Continuing the seafaring theme, the Old Library also contains the “Life of Admiral Lord Nelson” (London, 1810) and two first editions of the voyages of Captain Cooke, “Voyage towards the South Pole” (London, 1777) and “Voyage to the Pacific Ocean” (London, 1784). All “must haves” for the gentleman’s country house library and for the fellows of Trinity Hall.
But what of Russia? Well, the Old Library has a small collection of books on voyages and travels. These include an “Account of the Russian discoveries between Asia and America” by William Coxe (London, 1780) containing wonderfully detailed maps of voyages; “Travels into Poland, Russia, Sweden, and Denmark” also by William Coxe (London, 1784) which has full-page engravings of Russian landmarks including St Basil’s and the Kremlin; and E. D. Clarke’s “Travels in various countries of Europe, Asia and Africa” (Cambridge, 1810-1823), the first part of which is on Russia Tartary and Turkey.
Moreover, some recent additions to our special collections from the library of the late Lawrence Strangman include several books on Russia. Most of these have delightful hand coloured plates. Johann Gottleib Georgi’s early work “Description de toutes les nations de l’empire de Russie” (St. Petersburg, 1776) contains brightly coloured plates which influenced many subsequent publications including the illustrations in the Russian volumes of “The world in miniature”, Ackerman’s pocket series edited by Frederick Shoberl (London, 1822-23).

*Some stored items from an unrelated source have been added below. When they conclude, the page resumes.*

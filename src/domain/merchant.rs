use crate::domain::provider::Channel;
use serde::{Deserialize, Serialize};

/// Relative transaction volume per channel. Weights need not sum to 1.
#[derive(Debug, Clone, Copy, Default, PartialEq, Serialize, Deserialize)]
pub struct ChannelMix {
    #[serde(default)]
    pub in_person: f64,
    #[serde(default)]
    pub online: f64,
    #[serde(default)]
    pub phone: f64,
}

impl ChannelMix {
    pub fn new(in_person: f64, online: f64, phone: f64) -> Self {
        Self {
            in_person,
            online,
            phone,
        }
    }

    pub fn in_person_only() -> Self {
        Self::new(1.0, 0.0, 0.0)
    }

    pub fn weight(&self, channel: Channel) -> f64 {
        match channel {
            Channel::InPerson => self.in_person,
            Channel::Online => self.online,
            Channel::Phone => self.phone,
        }
    }

    fn weight_mut(&mut self, channel: Channel) -> &mut f64 {
        match channel {
            Channel::InPerson => &mut self.in_person,
            Channel::Online => &mut self.online,
            Channel::Phone => &mut self.phone,
        }
    }

    /// Equal share per selected channel. Repeated selections accumulate.
    /// No selection at all falls back to in-person.
    pub fn from_channels(channels: &[Channel]) -> Self {
        if channels.is_empty() {
            return Self::in_person_only();
        }
        let share = 1.0 / channels.len() as f64;
        let mut mix = Self::default();
        for channel in channels {
            *mix.weight_mut(*channel) += share;
        }
        mix
    }
}

#[derive(Debug, Clone, PartialEq, Serialize, Deserialize)]
pub struct MerchantProfile {
    pub annual_revenue_gbp: f64,
    pub avg_transaction_gbp: f64,
    #[serde(default)]
    pub mix: ChannelMix,
    #[serde(default)]
    pub amortise_months: Option<u32>,
}
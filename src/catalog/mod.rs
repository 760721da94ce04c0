use crate::domain::provider::{Channel, Provider};
use anyhow::{anyhow, bail, Context, Result};
use std::collections::HashSet;
use std::path::Path;
use std::sync::OnceLock;

const BUILTIN_CATALOG: &str = include_str!("providers.json");

static BUILTIN: OnceLock<Result<Vec<Provider>, String>> = OnceLock::new();

/// Read-only provider list, loaded once at startup.
#[derive(Debug, Clone)]
pub struct ProviderCatalog {
    providers: Vec<Provider>,
}

impl ProviderCatalog {
    pub fn new(providers: Vec<Provider>) -> Result<Self> {
        let catalog = Self { providers };
        catalog.validate()?;
        Ok(catalog)
    }

    /// Parsed and validated on first use; later calls reuse the result.
    pub fn builtin() -> Result<Self> {
        let parsed = BUILTIN.get_or_init(|| {
            Self::from_json(BUILTIN_CATALOG)
                .map(|catalog| catalog.providers)
                .map_err(|e| format!("{:#}", e))
        });
        match parsed {
            Ok(providers) => Ok(Self {
                providers: providers.clone(),
            }),
            Err(e) => Err(anyhow!("{}", e)).context("built-in provider catalog"),
        }
    }

    pub fn from_json(raw: &str) -> Result<Self> {
        let providers: Vec<Provider> =
            serde_json::from_str(raw).context("provider catalog is not valid JSON")?;
        Self::new(providers)
    }

    pub fn from_path(path: impl AsRef<Path>) -> Result<Self> {
        let path = path.as_ref();
        let raw = std::fs::read_to_string(path)
            .with_context(|| format!("reading provider catalog {}", path.display()))?;
        Self::from_json(&raw).with_context(|| format!("loading provider catalog {}", path.display()))
    }

    /// Uses the file at `path` when given, otherwise the built-in list.
    pub fn load(path: Option<&str>) -> Result<Self> {
        match path {
            Some(p) => Self::from_path(p),
            None => Self::builtin(),
        }
    }

    pub fn providers(&self) -> &[Provider] {
        &self.providers
    }

    pub fn get(&self, provider_id: &str) -> Option<&Provider> {
        self.providers.iter().find(|p| p.id == provider_id)
    }

    pub fn len(&self) -> usize {
        self.providers.len()
    }

    pub fn is_empty(&self) -> bool {
        self.providers.is_empty()
    }

    pub fn validate(&self) -> Result<()> {
        if self.providers.is_empty() {
            bail!("provider catalog is empty");
        }

        let mut seen = HashSet::new();
        for p in &self.providers {
            if p.id.trim().is_empty() {
                bail!("provider with name {:?} has an empty id", p.name);
            }
            if p.name.trim().is_empty() {
                bail!("provider {} has an empty name", p.id);
            }
            if !seen.insert(p.id.as_str()) {
                bail!("duplicate provider id {}", p.id);
            }
            check_amount(&p.id, "deviceCostGBP", p.device_cost_gbp)?;
            check_amount(&p.id, "monthlyFeeGBP", p.monthly_fee_gbp)?;

            for channel in Channel::ALL {
                let fee = p.fee(channel);
                let field = channel.selection_key();
                check_amount(&p.id, &format!("{field}.fixedGBP"), fee.fixed_gbp)?;
                if let Some(rate) = fee.rate_pct {
                    check_amount(&p.id, &format!("{field}.ratePct"), rate)?;
                    // 1.69% is stored as 0.0169
                    if rate >= 1.0 {
                        bail!(
                            "provider {} {}.ratePct={} looks like a percentage, expected a fraction",
                            p.id,
                            field,
                            rate
                        );
                    }
                }
            }
        }
        Ok(())
    }
}

fn check_amount(provider_id: &str, field: &str, v: f64) -> Result<()> {
    if !v.is_finite() || v < 0.0 {
        bail!("provider {} has invalid {}: {}", provider_id, field, v);
    }
    Ok(())
}
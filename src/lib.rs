pub mod catalog;
pub mod config;
pub mod domain {
    pub mod merchant;
    pub mod provider;
    pub mod report;
}
pub mod estimator;
pub mod http {
    pub mod handlers {
        pub mod estimate;
        pub mod ops;
        pub mod providers;
    }
    pub mod middleware {
        pub mod rate_limit;
    }
}
pub mod service {
    pub mod display;
    pub mod report_service;
}

use axum::middleware::from_fn_with_state;
use axum::routing::{get, post};
use axum::Router;
use std::sync::Arc;

#[derive(Clone)]
pub struct AppState {
    pub catalog: Arc<catalog::ProviderCatalog>,
    pub report_service: service::report_service::ReportService,
}

impl AppState {
    pub fn new(catalog: catalog::ProviderCatalog, default_amortise_months: u32) -> Self {
        let catalog = Arc::new(catalog);
        Self {
            report_service: service::report_service::ReportService::new(catalog.clone(), default_amortise_months),
            catalog,
        }
    }
}

pub fn build_router(state: AppState, rate_limit_per_minute: u32) -> Router {
    Router::new()
        .route("/health", get(http::handlers::ops::health))
        .route("/ops/readiness", get(http::handlers::ops::readiness))
        .route("/ops/liveness", get(http::handlers::ops::liveness))
        .route("/providers", get(http::handlers::providers::list_providers))
        .route("/providers/:provider_id", get(http::handlers::providers::get_provider))
        .route("/estimate", post(http::handlers::estimate::create_estimate))
        .layer(from_fn_with_state(
            http::middleware::rate_limit::RateLimitState::new(rate_limit_per_minute),
            http::middleware::rate_limit::enforce,
        ))
        .with_state(state)
}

“Travels through the southern provinces of the Russian empire in the years 1793 and 1794” by P. S. Pallas (London, 1812) contains sophisticated hand-coloured plates of the topography and peoples of the Crimea. Also in Strangman’s collection is a volume of essays “Fugitive pieces, on various subjects” (London, 1765) which includes a chapter by Lord Whitworth, ‘An account of Russia, in the year 1710’. Of particular interest to our visitors was the detailed description of the vessels in the shipyards on the Don!

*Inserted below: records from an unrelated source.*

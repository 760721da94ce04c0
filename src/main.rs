use anyhow::Context;
use card_fee_compare::catalog::ProviderCatalog;
use card_fee_compare::config::AppConfig;
use card_fee_compare::{build_router, AppState};
use tracing_subscriber::EnvFilter;

#[tokio::main]
async fn main() -> anyhow::Result<()> {
    tracing_subscriber::fmt()
        .with_env_filter(EnvFilter::from_default_env())
        .init();

    let cfg = AppConfig::from_env()?;

    let catalog = ProviderCatalog::load(cfg.catalog_path.as_deref())?;
    tracing::info!(
        "loaded {} providers from {}",
        catalog.len(),
        cfg.catalog_path.as_deref().unwrap_or("built-in catalog")
    );

    let state = AppState::new(catalog, cfg.default_amortise_months);
    let app = build_router(state, cfg.rate_limit_per_minute);

    let listener = tokio::net::TcpListener::bind(&cfg.bind_addr)
        .await
        .with_context(|| format!("binding {}", cfg.bind_addr))?;
    tracing::info!("listening on {}", cfg.bind_addr);
    axum::serve(listener, app).await?;
    Ok(())
}
use crate::domain::report::EstimateRequest;
use crate::AppState;
use axum::extract::State;
use axum::response::IntoResponse;
use axum::Json;

pub async fn create_estimate(
    State(state): State<AppState>,
    Json(req): Json<EstimateRequest>,
) -> impl IntoResponse {
    match state.report_service.estimate(req) {
        Ok(report) => (axum::http::StatusCode::OK, Json(report)).into_response(),
        Err((status, body)) => (status, Json(body)).into_response(),
    }
}
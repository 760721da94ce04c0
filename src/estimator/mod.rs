pub mod engine;
pub mod mix;
pub mod types;

pub use engine::{compute_cost, recommend, supports_mix};
pub use mix::normalise_mix;
use axum::body::Body;
use axum::extract::State;
use axum::http::{Request, StatusCode};
use axum::middleware::Next;
use axum::response::Response;
use std::collections::HashMap;
use std::sync::Arc;
use tokio::sync::Mutex;

/// Fixed one-minute windows keyed by client IP.
#[derive(Clone)]
pub struct RateLimitState {
    windows: Arc<Mutex<HashMap<String, u32>>>,
    pub max_per_minute: u32,
}

impl RateLimitState {
    pub fn new(max_per_minute: u32) -> Self {
        Self {
            windows: Arc::new(Mutex::new(HashMap::new())),
            max_per_minute,
        }
    }

    /// Returns the request count for `ip` in the current minute, this one included.
    pub async fn hit(&self, ip: &str, minute: &str) -> u32 {
        let suffix = format!(":{}", minute);
        let key = format!("rate:{}{}", ip, suffix);
        let mut windows = self.windows.lock().await;
        windows.retain(|k, _| k.ends_with(&suffix));
        let count = windows.entry(key).or_insert(0);
        *count += 1;
        *count
    }
}

pub async fn enforce(
    State(state): State<RateLimitState>,
    request: Request<Body>,
    next: Next,
) -> Response {
    if state.max_per_minute == 0 {
        return next.run(request).await;
    }

    let ip = request
        .headers()
        .get("x-forwarded-for")
        .and_then(|v| v.to_str().ok())
        .unwrap_or("unknown")
        .split(',')
        .next()
        .unwrap_or("unknown")
        .trim()
        .to_string();

    let minute = chrono::Utc::now().format("%Y%m%d%H%M").to_string();
    let count = state.hit(&ip, &minute).await;
    if count > state.max_per_minute {
        tracing::warn!("rate limit exceeded ip={} count={}", ip, count);
        return Response::builder()
            .status(StatusCode::TOO_MANY_REQUESTS)
            .body(Body::from("rate limit exceeded"))
            .unwrap_or_else(|_| Response::new(Body::from("rate limit exceeded")));
    }

    next.run(request).await
}
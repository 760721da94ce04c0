use anyhow::{Context, Result};

#[derive(Clone, Debug)]
pub struct AppConfig {
    pub bind_addr: String,
    pub catalog_path: Option<String>,
    pub default_amortise_months: u32,
    pub rate_limit_per_minute: u32,
}

impl AppConfig {
    pub fn from_env() -> Result<Self> {
        Ok(Self {
            bind_addr: std::env::var("BIND_ADDR").unwrap_or_else(|_| "0.0.0.0:3000".to_string()),
            catalog_path: std::env::var("CATALOG_PATH").ok().filter(|s| !s.trim().is_empty()),
            default_amortise_months: parse_var("DEFAULT_AMORTISE_MONTHS", 12)?,
            rate_limit_per_minute: parse_var("RATE_LIMIT_PER_MINUTE", 300)?,
        })
    }
}

fn parse_var(name: &str, default: u32) -> Result<u32> {
    match std::env::var(name) {
        Ok(raw) => raw
            .trim()
            .parse::<u32>()
            .with_context(|| format!("{} must be a non-negative integer, got {:?}", name, raw)),
        Err(_) => Ok(default),
    }
}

Bringing the Russian connection into the 20th century, Trinity Hall is famous for two notorious alumni who spied for the Soviet Union: Alan Nunn May (TH 1930) and Donald Maclean (TH 1931). Although these men were contemporaries at Trinity Hall they were not close friends. Both were high achieving undergraduates (Nunn May gained a First in mathematics and physics, and Maclean a First in modern languages) and both were members of Cambridge University Communist Party. However, the similarity ends there.
The outgoing Maclean was a member of the Trinity based communist study group with Blunt, Burgess, Cairncross and Philby (the Cambridge Five). He joined the Foreign Office in 1935 from where he passed secrets to the Soviet Union. Maclean defected to the Soviet Union in 1951 and died far away from the country of his birth in Moscow in 1963.
Nunn May, an altogether quieter man, stayed on at Trinity Hall for a PhD in physics and then went to King’s College London in 1936. In 1943-44 he passed on vital atomic bomb secrets to the Soviet Union, saying at his trial at the High Court in 1946 “I thought this was a contribution I could make to the safety of mankind”. Nunn May was sentenced to 10 years, but was released early (in 1952). After several years teaching at a university in Ghana, he spent the rest of his days living quietly in Cambridge, although there is no record of his ever returning to darken the doors of Trinity Hall!